For the year ended 31 March 2018, the two WICs in Surrey operated by Greenbrook Healthcare generated revenue of £1.6 million representing 5.0 per cent. of Greenbrook Healthcare's overall revenue (year ended 31 March 2017 - £0.1 million).

 

GP Out of Hours

Fully integrated with Greenbrook Healthcare's UCC based at Queen Elizabeth Hospital (Woolwich) is the local GP OoH service for the borough of Greenwich (for home visits and face to face consultations in the UCC).

 

General Practice

Earl's Court Health & Wellbeing Centre provides GP services to 5,800 registered patients. In addition, the centre also has a walk-in service serving 5,000-6,000 patients per year.

 

For the year ended 31 March 2018, the GP services operated by Greenbrook Healthcare generated revenue of £1.0 million representing 3.1 per cent. of Greenbrook Healthcare's overall revenue from continuing contracts (year ended 31 March 2017 - £1.1 million).

 

On 17 December 2018, Greenbrook Healthcare served notice to NHS Kensington and Chelsea for the provision of services at the Earl's Court Health & Wellbeing Centre for commercial reasons. Greenbrook Healthcare is expected to cease providing services on this contract on 31 March 2020.

 

Admission Avoidance

These are services aimed at ensuring patients are not admitted to hospital or are discharged from hospital without delay. Plans are made regarding patients' medical, social and/or physical needs at home by a multi- disciplinary team of GPs, nurses, Occupational Therapists as well as handymen ready to make modifications to patients' homes (e.g. hand rails).

 

Greenbrook Healthcare delivers the medical leadership of an Integrated Community Response Service (ICRS) in partnership with Hounslow & Richmond Community Healthcare. There is an opportunity for Greenbrook Healthcare to deliver a similar service for other CCGs.

 

For the year ended 31 March 2018, the admission avoidance services provided by Greenbrook Healthcare generated revenue of £0.2 million representing 0.7 per cent. of Greenbrook Healthcare's overall revenue from continuing contracts (year ended 31 March 2017 - £0.2 million).

 

Greenbrook Healthcare's future business initiatives

In 2013, the NHS Medical Director Professor Sir Bruce Keogh announced a comprehensive review of the NHS urgent and emergency care system in England. The review highlighted five key elements for change:

1.             To provide better support for self-care.

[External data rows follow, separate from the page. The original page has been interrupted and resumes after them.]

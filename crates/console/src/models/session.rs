//! Session-related types.
//!
//! The session context replaces the browser storage of a single-page app:
//! it holds the backend access token, the display name shown in the page
//! header and the organisation the profile page offered for editing.

use secrecy::SecretString;
use serde::{Deserialize, Serialize};

use tableside_core::EditableOrganisation;

/// Session-stored identity of the signed-in staff member.
#[derive(Clone, PartialEq, Eq, Serialize, Deserialize)]
pub struct SessionContext {
    /// Bearer token issued by the Tableside sign-in.
    access_token: String,
    /// Name shown in the console header.
    #[serde(default)]
    display_name: Option<String>,
    /// Save target of the organisation section, resolved when the profile
    /// page last rendered.
    #[serde(default)]
    editable_organisation: Option<EditableOrganisation>,
}

impl SessionContext {
    /// Create a context for a freshly supplied access token.
    #[must_use]
    pub fn new(access_token: impl Into<String>) -> Self {
        Self {
            access_token: access_token.into(),
            display_name: None,
            editable_organisation: None,
        }
    }

    /// The bearer token, wrapped so it stays out of logs.
    #[must_use]
    pub fn access_token(&self) -> SecretString {
        SecretString::from(self.access_token.as_str())
    }

    #[must_use]
    pub fn display_name(&self) -> Option<&str> {
        self.display_name.as_deref()
    }

    /// Replace the cached display name. Blank names clear it.
    pub fn set_display_name(&mut self, name: &str) {
        let trimmed = name.trim();
        self.display_name = (!trimmed.is_empty()).then(|| trimmed.to_owned());
    }

    #[must_use]
    pub const fn editable_organisation(&self) -> Option<&EditableOrganisation> {
        self.editable_organisation.as_ref()
    }

    pub fn set_editable_organisation(&mut self, org: Option<EditableOrganisation>) {
        self.editable_organisation = org;
    }
}

impl std::fmt::Debug for SessionContext {
    fn fmt(&self, f: &mut std::fmt::Formatter<'_>) -> std::fmt::Result {
        f.debug_struct("SessionContext")
            .field("access_token", &"[REDACTED]")
            .field("display_name", &self.display_name)
            .field("editable_organisation", &self.editable_organisation)
            .finish()
    }
}

/// Session keys for console state.
pub mod keys {
    /// Key for storing the signed-in staff member's context.
    pub const SESSION_CONTEXT: &str = "session_context";
}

2.             To help people with urgent care needs get the right advice in the right place, first time.

3.             To provide highly responsive urgent care services outside of hospital so people no longer choose to queue in A&E.

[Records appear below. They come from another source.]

//! Application state shared across handlers.

use std::sync::Arc;

use crate::api::{ApiClient, ApiError};
use crate::config::ConsoleConfig;

/// Application state shared across all handlers.
///
/// Cheaply cloneable via `Arc`; holds the configuration and the backend
/// client.
#[derive(Clone)]
pub struct AppState {
    inner: Arc<AppStateInner>,
}

struct AppStateInner {
    config: ConsoleConfig,
    api: ApiClient,
}

impl AppState {
    /// Create a new application state.
    ///
    /// # Errors
    ///
    /// Returns an error if the backend client cannot be built.
    pub fn new(config: ConsoleConfig) -> Result<Self, ApiError> {
        let api = ApiClient::new(&config.api)?;

        Ok(Self {
            inner: Arc::new(AppStateInner { config, api }),
        })
    }

    /// Get a reference to the console configuration.
    #[must_use]
    pub fn config(&self) -> &ConsoleConfig {
        &self.inner.config
    }

    /// Get a reference to the backend client.
    #[must_use]
    pub fn api(&self) -> &ApiClient {
        &self.inner.api
    }
}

4.             To ensure that those people with serious/life-threatening emergency care needs receive treatment in centres with the right facilities and expertise, to maximise chances of survival and a good recovery.

5.             To connect all urgent and emergency care services together, so the overall system becomes more than just the sum of its parts.

 

The UCC is a relatively new model of care. It has been developed as part of the NHS drive to relieve pressure from hospital A&Es by developing a broader and more integrated urgent care system (other elements include NHS 111, GP OoH, GP Hubs).

 

The fundamental role of the UCC is to improve the efficiency and productivity of the urgent care system, with the aim of safely removing 50 to 60 per cent. of patients from overcrowded A&Es.

 

The Five Year Forward View Next Steps publication (NHS England, March 2017) quotes the following key deliverables for 2017/18 and 2018/19 in order to help facilitate meeting the government's four hour A&E waiting time target:

1.             Every hospital's A&E department must have comprehensive primary care-led clinical streaming.

2.             Roll-out of standardised new "Urgent Treatment Centres" which will open a minimum of 12 hours a day, seven days a week, integrated with local urgent care services.

3.             Specialist mental health care in A&E.

4.             Enhanced NHS 111 and integrated GP OoH services.

 

The recently published NHS Long Term Plan also committed to urgent treatment centres and the important role they play in relieving pressure on busy A&E units.

 

Continued growth within the London UCC market is Greenbrook Healthcare's current core focus. Significant opportunities exist to leverage the platform geographically as well as into adjacent primary care services.

 

London UCCs

·    New tender opportunities for UCC services within London. Management is committed to growth in this core market before expanding across the UK.

 

Regional UCCs

·    Larger cities outside of London also present an excellent opportunity for growth, however this is likely to require additional regional teams to mobilise and deliver new contracts, assuming Greenbrook Healthcare remains independent.

 

Adjacent urgent care opportunities

·    Admission avoidance: Stopping patients being admitted to hospital and getting them out quickly is a priority for the NHS and needs many of the skills of UCCs. Greenbrook Healthcare also delivers the ICRS service in Hounslow.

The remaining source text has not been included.